Wireless Sensor Network (WSN) For Two

Dimensional Spatio-Temporal Temperature

Profiling In Marine Environments

Diogenes Armando D. Pascua, Michael Lochinvar S. Abundo

Abstract— Energy consumption is one of the biggest constraints of the wireless sensor nodes deployed in marine environment. They are typically used for remote environment monitoring in areas where providing electrical power is difficult. Therefore, the devices need to be powered by batteries and alternative energy sources. Because battery energy is limited, the use of different techniques for energy saving is one of the hottest topics in Wireless Sensor Networks(WSNs.) Various battery optimization schemes have been developed both through hardware and software techniques. The ubiquity of Wireless Fidelity(Wi-Fi) based networks makes for a popular choice for establishing Wi-Fi based sensor networks but the relatively high-power requirements of these systems conflict with the requirement for long battery life and low maintenance. This work considers whether it is possible to reduce Wi-Fi power usage to the point where cheap Wi-Fi based products can be used instead of other protocols. The setup is composed of a wireless sensor which is based on the low cost esp8266 module tasked to gather temperature data in a marine protected area. Energy consumption was analyzed for the nodes at various states along the device firmware as well as the relationship between energy consumption against the rate of sensor data of transmission and system sleep period.

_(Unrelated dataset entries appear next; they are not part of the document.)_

use cv_core::{
    CameraIntrinsics, DepthImage, Normal, NormalMap, OrganizedPointCloud, OrganizedPointCloudBuf,
    PointLayout,
};
use image::Luma;
use nalgebra::{Point3, Vector3};

#[test]
fn test_packed_layout_validation() {
    let data = vec![0.0f32; 4 * 3 * 3];
    assert!(OrganizedPointCloud::from_packed(&data, 4, 3).is_ok());

    // Too short for the requested grid
    let err = OrganizedPointCloud::from_packed(&data[..30], 4, 3).unwrap_err();
    assert!(err.to_string().contains("needs 36"));

    // Zero-sized grids are rejected
    assert!(OrganizedPointCloud::from_packed(&data, 0, 3).is_err());
    assert!(OrganizedPointCloud::from_packed(&data, 4, 0).is_err());
}

#[test]
fn test_inconsistent_strides_rejected() {
    let data = vec![0.0f32; 64];

    // xyz does not fit inside the element
    let layout = PointLayout::padded(3, 4).with_xyz_offset(1);
    assert!(OrganizedPointCloud::new(&data, 4, 2, layout).is_err());

    // Row stride shorter than one row of points
    let layout = PointLayout::padded(4, 4).with_row_stride(12);
    assert!(OrganizedPointCloud::new(&data, 4, 2, layout).is_err());
}

#[test]
fn test_strided_view_reads_foreign_buffer() {
    // XYZ + intensity + padding: 5 floats per point, xyz starts at 1
    let width = 3;
    let height = 2;
    let layout = PointLayout::padded(5, width).with_xyz_offset(1);
    let mut data = vec![-1.0f32; layout.required_len(width, height)];
    for row in 0..height {
        for col in 0..width {
            let i = layout.index(col, row);
            data[i + 1] = col as f32;
            data[i + 2] = row as f32;
            data[i + 3] = 10.0 + (row * width + col) as f32;
        }
    }

    let cloud = OrganizedPointCloud::new(&data, width, height, layout).unwrap();
    assert_eq!(cloud.len(), 6);
    assert_eq!(cloud.point(2, 1), Point3::new(2.0, 1.0, 15.0));
    assert_eq!(cloud.depth(1, 0), 11.0);
    assert_eq!(cloud.xyz_data()[layout.index(1, 1) + 2], 14.0);
}

#[test]
fn test_buffer_from_points() {
    let points: Vec<Point3<f32>> = (0..6)
        .map(|i| Point3::new(i as f32, 0.0, 1.0))
        .collect();
    let buf = OrganizedPointCloudBuf::from_points(&points, 3, 2).unwrap();
    let view = buf.view();
    assert_eq!(view.width(), 3);
    assert_eq!(view.height(), 2);
    assert_eq!(view.point(1, 1), Point3::new(4.0, 0.0, 1.0));

    let bad = OrganizedPointCloudBuf::from_points(&points, 4, 2);
    assert!(bad.unwrap_err().to_string().contains("Point count"));
}

#[test]
fn test_from_depth_image_backprojects() {
    let intrinsics = CameraIntrinsics::new(100.0, 100.0, 2.0, 2.0, 4, 4);
    let mut depth = DepthImage::from_pixel(4, 4, Luma([1000.0]));
    depth.put_pixel(0, 0, Luma([0.0]));

    let buf = OrganizedPointCloudBuf::from_depth_image(&depth, &intrinsics, 0.001).unwrap();
    let view = buf.view();

    assert!(view.depth(0, 0).is_nan());
    let p = view.point(3, 2);
    assert!((p.z - 1.0).abs() < 1e-6);
    assert!((p.x - 0.01).abs() < 1e-6);
    assert!(p.y.abs() < 1e-6);

    let wrong = CameraIntrinsics::new(100.0, 100.0, 2.0, 2.0, 8, 8);
    assert!(OrganizedPointCloudBuf::from_depth_image(&depth, &wrong, 0.001).is_err());
    assert!(OrganizedPointCloudBuf::from_depth_image(&depth, &intrinsics, 0.0).is_err());
}

#[test]
fn test_intrinsics_from_json() {
    let json = r#"{"fx":525.0,"fy":525.0,"cx":319.5,"cy":239.5,"width":640,"height":480}"#;
    let intrinsics: CameraIntrinsics = serde_json::from_str(json).unwrap();
    assert!(intrinsics.is_valid());
    assert_eq!(intrinsics.matrix()[(0, 2)], 319.5);
}

#[test]
fn test_normal_sentinel_handling() {
    assert!(Normal::from_unnormalized(Vector3::zeros(), -1.0).is_zero());
    assert!(Normal::from_unnormalized(Vector3::new(f32::NAN, 0.0, 1.0), 1.0).is_zero());
    assert!(Normal::from_unnormalized(Vector3::new(f32::INFINITY, 0.0, 1.0), 1.0).is_zero());

    let n = Normal::from_unnormalized(Vector3::new(0.0, 3.0, 4.0), -1.0);
    assert!(n.is_valid());
    assert!((n.normal.z + 0.8).abs() < 1e-6);
    assert_eq!(n.curvature, 0.0);

    let mut map = NormalMap::new(3, 2);
    assert_eq!(map.valid_count(), 0);
    map.set(2, 1, n);
    assert_eq!(map.valid_count(), 1);
    assert_eq!(map.get(2, 1), n);
    assert_eq!(map.rows().count(), 2);
}

#[test]
fn test_tiny_vectors_normalize_to_unit_length() {
    // squared components fall into the subnormal range
    let v = Vector3::new(3.0e-23f32, -2.0e-23, -1.0e-22);
    let n = Normal::from_unnormalized(v, -1.0);
    assert!(n.is_valid(), "{:?} has length {}", n.normal, n.normal.norm());
    let expected = -v.cast::<f64>().normalize();
    for i in 0..3 {
        assert!((n.normal[i] as f64 - expected[i]).abs() < 1e-6);
    }

    let n = Normal::from_unnormalized(Vector3::new(0.0, f32::MIN_POSITIVE * 1e-3, 0.0), 1.0);
    assert!(n.is_valid());
    assert_eq!(n.normal, Vector3::new(0.0, 1.0, 0.0));

    let n = Normal::from_unnormalized(Vector3::new(3.0e30f32, 4.0e30, 0.0), 1.0);
    assert!(n.is_valid());
}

The study also compares the energy usage of two network implementation: Message Que Telemetry Transport(MQTT) against Server-Client based system. Test results reveal that the sensor nodes can have a maximum battery life of 15.8 hours for both transmission methods, regardless of transmission rates, if no sleep period is implemented. Transmission rate have a profound effect on the systems battery life if sleep mode is implemented. It was found that battery life can increase up to 43 times for a transmission period of one hour and up to 40 times for a transmission period of one minute. An optimized WSN configuration utilizing MQTT transmission scheme proved to extend battery life more than that of the Server-Client scheme by up to 34 percent. From these analyses, the design of an optimal firmware and choice of network architecture can be derived where battery life can be extended in the longest possible time.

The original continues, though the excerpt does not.